Spark loved it and negotiations continued for months. In March, the firm emailed her a termsheet, saying it wasn’t signed because the partner in question couldn’t get to a fax machine that moment, but said to consider it signed. Bnter was so star-struck by Spark, the company hadn’t widely pitched itself to other investors, but told the ones that it had talked to it’d be going with Spark.

Only then did it occur to the Spark team to check with Tumblr founder David Karp to make sure he wouldn’t view this as a competing company. From what we heard, neither Spark, Bnter nor the other angel investors had considered the two competitors, although there is some overlap with Bnter’s core service and the messaging part of Tumblr. But it’s hard to invest broadly in social media and not have small overlaps here and there.

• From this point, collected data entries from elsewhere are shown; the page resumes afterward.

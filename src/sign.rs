use std::collections::BTreeMap;

use base64::Engine;
use base64::engine::general_purpose::STANDARD as BASE64;
use hmac::{Hmac, Mac};
use sha1::Sha1;
use sha2::Sha256;

use crate::error::{CmqError, Result};

type HmacSha1 = Hmac<Sha1>;
type HmacSha256 = Hmac<Sha256>;

/// HMAC digest used to sign requests.
#[derive(Debug, Clone, Copy, PartialEq, Eq, Default)]
pub enum SignMethod {
    #[default]
    HmacSha1,
    HmacSha256,
}

impl SignMethod {
    /// Value of the `SignatureMethod` parameter.
    pub fn as_param_str(self) -> &'static str {
        match self {
            SignMethod::HmacSha1 => "HmacSHA1",
            SignMethod::HmacSha256 => "HmacSHA256",
        }
    }

    pub(crate) fn to_u8(self) -> u8 {
        match self {
            SignMethod::HmacSha1 => 0,
            SignMethod::HmacSha256 => 1,
        }
    }

    pub(crate) fn from_u8(value: u8) -> Self {
        match value {
            1 => SignMethod::HmacSha256,
            _ => SignMethod::HmacSha1,
        }
    }
}

/// Percent-encodes a string for the wire (RFC 3986).
///
/// Unreserved characters (A-Z, a-z, 0-9, '-', '.', '_', '~') are NOT encoded.
/// All other characters are encoded as `%XX` (uppercase hex).
/// Spaces become `%20` (NOT `+`).
pub(crate) fn percent_encode(s: &str) -> String {
    let mut encoded = String::with_capacity(s.len() * 2);
    for byte in s.bytes() {
        match byte {
            b'A'..=b'Z' | b'a'..=b'z' | b'0'..=b'9' | b'-' | b'.' | b'_' | b'~' => {
                encoded.push(byte as char);
            }
            _ => {
                encoded.push_str(&format!("%{:02X}", byte));
            }
        }
    }
    encoded
}

/// Builds the string CMQ recomputes on its side:
/// `{METHOD}{host}{path}?k1=v1&k2=v2...`.
///
/// Keys come out in ordinal order (BTreeMap provides this) and values are
/// left unencoded.
pub(crate) fn canonical_string(
    http_method: &str,
    host: &str,
    path: &str,
    params: &BTreeMap<String, String>,
) -> String {
    let query = params
        .iter()
        .map(|(k, v)| format!("{}={}", k, v))
        .collect::<Vec<_>>()
        .join("&");
    format!("{}{}{}?{}", http_method, host, path, query)
}

/// HMAC over `src` keyed by `secret_key`, base64 encoded.
pub(crate) fn sign(src: &str, secret_key: &str, method: SignMethod) -> Result<String> {
    let digest = match method {
        SignMethod::HmacSha1 => {
            let mut mac = HmacSha1::new_from_slice(secret_key.as_bytes())
                .map_err(|e| CmqError::Signature(format!("HMAC key error: {}", e)))?;
            mac.update(src.as_bytes());
            mac.finalize().into_bytes().to_vec()
        }
        SignMethod::HmacSha256 => {
            let mut mac = HmacSha256::new_from_slice(secret_key.as_bytes())
                .map_err(|e| CmqError::Signature(format!("HMAC key error: {}", e)))?;
            mac.update(src.as_bytes());
            mac.finalize().into_bytes().to_vec()
        }
    };
    Ok(BASE64.encode(digest))
}

#[cfg(test)]
mod tests {
    use super::*;

    fn sample_params() -> BTreeMap<String, String> {
        let mut params = BTreeMap::new();
        params.insert("Action".to_string(), "SendMessage".to_string());
        params.insert("SecretId".to_string(), "AKIDtest".to_string());
        params.insert("Timestamp".to_string(), "1700000000".to_string());
        params.insert("Nonce".to_string(), "12345".to_string());
        params.insert("queueName".to_string(), "orders".to_string());
        params.insert("msgBody".to_string(), "hello world".to_string());
        params
    }

    #[test]
    fn percent_encode_unreserved_chars() {
        assert_eq!(percent_encode("abcXYZ019"), "abcXYZ019");
        assert_eq!(percent_encode("-._~"), "-._~");
    }

    #[test]
    fn percent_encode_special_chars() {
        assert_eq!(percent_encode("hello world"), "hello%20world");
        assert_eq!(percent_encode("/"), "%2F");
        assert_eq!(percent_encode("="), "%3D");
        assert_eq!(percent_encode("&"), "%26");
        assert_eq!(percent_encode("+"), "%2B");
    }

    #[test]
    fn percent_encode_chinese() {
        assert_eq!(percent_encode("中文"), "%E4%B8%AD%E6%96%87");
    }

    #[test]
    fn canonical_string_sorts_keys_ordinally() {
        let mut params = BTreeMap::new();
        params.insert("b".to_string(), "2".to_string());
        params.insert("a".to_string(), "1".to_string());
        let src = canonical_string("POST", "host", "/v2/index.php", &params);
        assert_eq!(src, "POSThost/v2/index.php?a=1&b=2");
    }

    #[test]
    fn canonical_string_uppercase_before_lowercase() {
        let mut params = BTreeMap::new();
        params.insert("queueName".to_string(), "q".to_string());
        params.insert("Action".to_string(), "DeleteQueue".to_string());
        params.insert("Nonce".to_string(), "1".to_string());
        let src = canonical_string("GET", "h", "/p", &params);
        assert_eq!(src, "GETh/p?Action=DeleteQueue&Nonce=1&queueName=q");
    }

    #[test]
    fn canonical_string_keeps_values_unencoded() {
        let mut params = BTreeMap::new();
        params.insert("msgBody".to_string(), "a b&c=d".to_string());
        let src = canonical_string("POST", "h", "/p", &params);
        assert!(src.ends_with("?msgBody=a b&c=d"));
    }

    #[test]
    fn sign_deterministic() {
        let src = canonical_string("POST", "h", "/p", &sample_params());
        for method in [SignMethod::HmacSha1, SignMethod::HmacSha256] {
            let sig1 = sign(&src, "secret", method).unwrap();
            let sig2 = sign(&src, "secret", method).unwrap();
            assert_eq!(sig1, sig2, "signature must be deterministic");
        }
    }

    #[test]
    fn sign_changes_with_any_value() {
        let base = sample_params();
        let src = canonical_string("POST", "h", "/p", &base);
        let original = sign(&src, "secret", SignMethod::HmacSha1).unwrap();

        for key in base.keys() {
            let mut changed = base.clone();
            changed.insert(key.clone(), format!("{}x", base[key]));
            let src = canonical_string("POST", "h", "/p", &changed);
            let sig = sign(&src, "secret", SignMethod::HmacSha1).unwrap();
            assert_ne!(sig, original, "changing {} must change the signature", key);
        }
    }

    #[test]
    fn sign_different_secrets_differ() {
        let sig1 = sign("src", "secret1", SignMethod::HmacSha1).unwrap();
        let sig2 = sign("src", "secret2", SignMethod::HmacSha1).unwrap();
        assert_ne!(sig1, sig2);
    }

    #[test]
    fn sign_methods_differ_in_length() {
        let sha1 = sign("src", "key", SignMethod::HmacSha1).unwrap();
        let sha256 = sign("src", "key", SignMethod::HmacSha256).unwrap();
        assert_eq!(BASE64.decode(&sha1).unwrap().len(), 20);
        assert_eq!(BASE64.decode(&sha256).unwrap().len(), 32);
    }

    #[test]
    fn sign_known_vector() {
        // RFC 2202 test case 2.
        let sig = sign("what do ya want for nothing?", "Jefe", SignMethod::HmacSha1).unwrap();
        let bytes = BASE64.decode(sig).unwrap();
        let hex: String = bytes.iter().map(|b| format!("{:02x}", b)).collect();
        assert_eq!(hex, "effcdf6ae5eb2fa2d27416d5f184df9c259a7c79");
    }

    #[test]
    fn sign_method_param_strings() {
        assert_eq!(SignMethod::HmacSha1.as_param_str(), "HmacSHA1");
        assert_eq!(SignMethod::HmacSha256.as_param_str(), "HmacSHA256");
        assert_eq!(SignMethod::from_u8(SignMethod::HmacSha256.to_u8()), SignMethod::HmacSha256);
        assert_eq!(SignMethod::from_u8(SignMethod::HmacSha1.to_u8()), SignMethod::HmacSha1);
    }
}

According to sources, Karp was incensed, viewed them as clearly competitive and told Spark he wasn’t OK with the firm doing the deal. Fair enough. Whether anyone else agrees or not, Spark asked Karp his opinion and most ambitious entrepreneurs see their future markets as broader than they may look today. But what wasn’t fair was what Spark did next. The firm not only pulled the termsheet, but when existing Bnter investors cried foul, Spark refused to pay a $200,000 break up fee to help cover the expenses the lean company had started to take on as a result of having a signed term sheet and — it thought– $2 million on the way to its bank account. No one has argued Spark forced the company to take on those extra expenses and there’s a dispute about when the occurred, but the company clearly took them on thinking money was on the way.

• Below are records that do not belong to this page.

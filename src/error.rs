use thiserror::Error;

/// Maximum characters to include in error message body for debugging.
pub(crate) const MAX_ERROR_BODY_CHARS: usize = 200;

/// CMQ answers `ReceiveMessage` on an empty queue with this code once the
/// polling window has elapsed.
pub const NO_MESSAGE_CODE: i64 = 7000;

/// Errors that can occur when using the CMQ SDK.
#[derive(Debug, Error)]
pub enum CmqError {
    /// HTTP/network layer error from reqwest (connect failure, timeout, ...).
    #[error("HTTP request failed: {0}")]
    HttpClient(#[from] reqwest::Error),

    /// The endpoint answered with a non-2xx status.
    #[error("HTTP error: {0}")]
    Http(String),

    /// CMQ accepted the request but reported a non-zero `code`.
    #[error("server error (RequestId: {request_id}): [{code}] {message}")]
    Server {
        code: i64,
        message: String,
        request_id: String,
    },

    /// Signature computation error.
    #[error("signature error: {0}")]
    Signature(String),

    /// Credential not found or invalid.
    #[error("credential error: {0}")]
    Credential(String),

    /// Response body is not valid JSON or lacks the envelope.
    #[error("deserialization error: {0}")]
    Deserialize(#[from] serde_json::Error),

    /// Client configuration error.
    #[error("config error: {0}")]
    Config(String),

    /// Request parameters rejected before anything was sent.
    #[error("validation error: {0}")]
    Validation(String),
}

impl CmqError {
    /// Returns `true` if the error is potentially recoverable by retrying.
    ///
    /// Retryable errors include:
    /// - Network errors (timeouts, connection issues)
    /// - Non-2xx responses from the gateway
    /// - CMQ internal errors (codes 6000-6999)
    ///
    /// The SDK never retries on its own; this is a hint for callers.
    pub fn is_retryable(&self) -> bool {
        match self {
            CmqError::HttpClient(e) => e.is_timeout() || e.is_connect(),
            CmqError::Http(_) => true,
            CmqError::Server { code, .. } => (6000..7000).contains(code),
            CmqError::Signature(_)
            | CmqError::Credential(_)
            | CmqError::Deserialize(_)
            | CmqError::Config(_)
            | CmqError::Validation(_) => false,
        }
    }

    /// Returns `true` if a receive found no message before the poll window closed.
    pub fn is_no_message(&self) -> bool {
        matches!(self, CmqError::Server { code, .. } if *code == NO_MESSAGE_CODE)
    }

    /// Returns the request ID if this is a server error.
    pub fn request_id(&self) -> Option<&str> {
        match self {
            CmqError::Server { request_id, .. } => Some(request_id),
            _ => None,
        }
    }

    /// Returns the error code if this is a server error.
    pub fn error_code(&self) -> Option<i64> {
        match self {
            CmqError::Server { code, .. } => Some(*code),
            _ => None,
        }
    }
}

/// A specialized Result type for CMQ operations.
pub type Result<T> = std::result::Result<T, CmqError>;

/// Truncates a string to at most `max_chars` characters on a valid UTF-8 boundary.
pub(crate) fn truncate_str(s: &str, max_chars: usize) -> &str {
    match s.char_indices().nth(max_chars) {
        Some((idx, _)) => &s[..idx],
        None => s,
    }
}

#[cfg(test)]
mod tests {
    use super::*;

    fn server_error(code: i64) -> CmqError {
        CmqError::Server {
            code,
            message: "queue not exist".to_string(),
            request_id: "r-1".to_string(),
        }
    }

    #[test]
    fn server_error_display() {
        let msg = server_error(4440).to_string();
        assert!(msg.contains("r-1"));
        assert!(msg.contains("4440"));
        assert!(msg.contains("queue not exist"));
    }

    #[test]
    fn server_error_accessors() {
        let err = server_error(4440);
        assert_eq!(err.error_code(), Some(4440));
        assert_eq!(err.request_id(), Some("r-1"));

        let other = CmqError::Validation("x".into());
        assert_eq!(other.error_code(), None);
        assert_eq!(other.request_id(), None);
    }

    #[test]
    fn http_error_display() {
        let err = CmqError::Http("HTTP 502 with body: Bad Gateway".to_string());
        assert_eq!(
            err.to_string(),
            "HTTP error: HTTP 502 with body: Bad Gateway"
        );
    }

    #[test]
    fn validation_error_display() {
        let err = CmqError::Validation("queueName is empty".to_string());
        assert_eq!(err.to_string(), "validation error: queueName is empty");
    }

    #[test]
    fn retryable_classification() {
        assert!(CmqError::Http("HTTP 503".into()).is_retryable());
        assert!(server_error(6000).is_retryable());
        assert!(!server_error(4440).is_retryable());
        assert!(!server_error(NO_MESSAGE_CODE).is_retryable());
        assert!(!CmqError::Validation("empty".into()).is_retryable());
        assert!(!CmqError::Credential("missing".into()).is_retryable());
    }

    #[test]
    fn no_message_detection() {
        assert!(server_error(NO_MESSAGE_CODE).is_no_message());
        assert!(!server_error(4440).is_no_message());
        assert!(!CmqError::Http("HTTP 500".into()).is_no_message());
    }

    #[test]
    fn truncate_str_short() {
        assert_eq!(truncate_str("hello", 10), "hello");
    }

    #[test]
    fn truncate_str_long() {
        assert_eq!(truncate_str("hello world", 5), "hello");
    }

    #[test]
    fn truncate_str_multibyte() {
        let s = "队列不存在的错误";
        assert_eq!(truncate_str(s, 4), "队列不存");
    }

    #[test]
    fn truncate_str_empty() {
        assert_eq!(truncate_str("", 10), "");
    }
}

The company had already hired an Android developer to get that version moving as quickly as possible– and now it was in a lurch. Some three months ago it was a hot, up-and-comer in the New York tech scene, backed by some of the biggest name angels in the business. It had no intention of fundraising this soon, but now that it had committed to the process and to growing the company more aggressively the rug had been ripped out from under it.

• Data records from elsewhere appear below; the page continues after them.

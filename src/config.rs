use std::time::Duration;

use crate::sign::SignMethod;

/// HTTP verb used to deliver the signed parameters.
#[derive(Debug, Clone, Copy, PartialEq, Eq, Default)]
pub enum HttpMethod {
    /// Parameters are sent as a form-encoded body.
    #[default]
    Post,
    /// Parameters are appended to the query string.
    Get,
}

impl HttpMethod {
    pub(crate) fn as_str(self) -> &'static str {
        match self {
            HttpMethod::Post => "POST",
            HttpMethod::Get => "GET",
        }
    }
}

/// Configuration for the CMQ client.
#[derive(Debug, Clone)]
pub struct ClientConfig {
    /// Scheme and host of the CMQ queue endpoint.
    pub endpoint: String,

    /// Request path appended to the endpoint.
    pub path: String,

    /// HTTP verb for every call.
    pub method: HttpMethod,

    /// Initial signing method; can be switched later on the client.
    pub sign_method: SignMethod,

    /// Default HTTP request timeout. Long-poll receives override it per call.
    pub timeout: Duration,

    /// TCP connect timeout.
    pub connect_timeout: Duration,

    /// Skip TLS certificate validation. Off unless explicitly enabled.
    pub danger_accept_invalid_certs: bool,
}

impl Default for ClientConfig {
    fn default() -> Self {
        Self {
            endpoint: "http://cmq-queue-bj.api.tencentyun.com".to_string(),
            path: "/v2/index.php".to_string(),
            method: HttpMethod::Post,
            sign_method: SignMethod::HmacSha1,
            timeout: Duration::from_secs(10),
            connect_timeout: Duration::from_secs(5),
            danger_accept_invalid_certs: false,
        }
    }
}

impl ClientConfig {
    /// Sets a custom endpoint, e.g. `https://cmq-queue-gz.api.qcloud.com`.
    pub fn with_endpoint(mut self, endpoint: impl Into<String>) -> Self {
        self.endpoint = endpoint.into();
        self
    }

    /// Sets the request path.
    pub fn with_path(mut self, path: impl Into<String>) -> Self {
        self.path = path.into();
        self
    }

    /// Sets the HTTP verb.
    pub fn with_method(mut self, method: HttpMethod) -> Self {
        self.method = method;
        self
    }

    /// Sets the signing method.
    pub fn with_sign_method(mut self, sign_method: SignMethod) -> Self {
        self.sign_method = sign_method;
        self
    }

    /// Sets the HTTP request timeout.
    pub fn with_timeout(mut self, timeout: Duration) -> Self {
        self.timeout = timeout;
        self
    }

    /// Sets the TCP connect timeout.
    pub fn with_connect_timeout(mut self, timeout: Duration) -> Self {
        self.connect_timeout = timeout;
        self
    }

    /// Disables TLS certificate validation.
    ///
    /// Only meant for test environments behind self-signed proxies.
    pub fn danger_accept_invalid_certs(mut self, accept: bool) -> Self {
        self.danger_accept_invalid_certs = accept;
        self
    }

    /// Full request URL (`endpoint` + `path`).
    pub(crate) fn url(&self) -> String {
        format!("{}{}", self.endpoint.trim_end_matches('/'), self.path)
    }

    /// Endpoint host as it appears in the string to sign (no scheme).
    pub(crate) fn host(&self) -> &str {
        let endpoint = self.endpoint.trim_end_matches('/');
        endpoint
            .strip_prefix("https://")
            .or_else(|| endpoint.strip_prefix("http://"))
            .unwrap_or(endpoint)
    }
}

The company could find a way to cover the expenses: It has some deep pocketed angels and Leto has reportedly cut her salary to zero to help the make the company’s ends meet; she also has an existing profitable business that can help bootstrap Btner. The bigger fear is the stigma when it goes out to raise money of having a termsheet that a firm pulled. Raising money for a startup is like putting a house on the market: Just like sitting on the market for a long time makes people wonder what’s wrong with it, so too does a done deal that suddenly falls apart. We should note that no one has indicated that Spark pulled out for any reason other than Karp’s objections.

That’s why its incredibly rare that these things happen– particularly without a courtesy break up fee for the entrepreneur’s trouble. We polled a sample of VCs and some told us they’ve never seen this happen before, while others said they see these situations, at most, once a year, but almost always with a break-up fee paid out to the entrepreneur. This isn’t because of legal reasons, because a termsheet doesn’t legally bind investors to do the deal. And it’s not because VCs are altruistic. It’s because this is a small industry built around trust.

Sources say that Spark didn’t just hurt a tiny, two-person startup; it hurt the powerful investors behind that startup too. People close to the deal were simply agog that the firm wouldn’t offer to do anything to make the situation better– save offering to reimburse Leto for and legal costs and her train ticket to Boston.

We reached out to Bijan Sabet of Spark for comment, and he didn’t want to comment publicly aside from saying, “We have a different interpretation of what happened and we wish the company well.”

It remains unclear exactly why Spark– a firm known for treating entrepreneurs well– acted this way, and there’s enough he-said-he-said behind the scenes that we may be missing some details. But entrepreneurs should take a lesson from what Bnter went through: The deal isn’t done until the money is in the bank.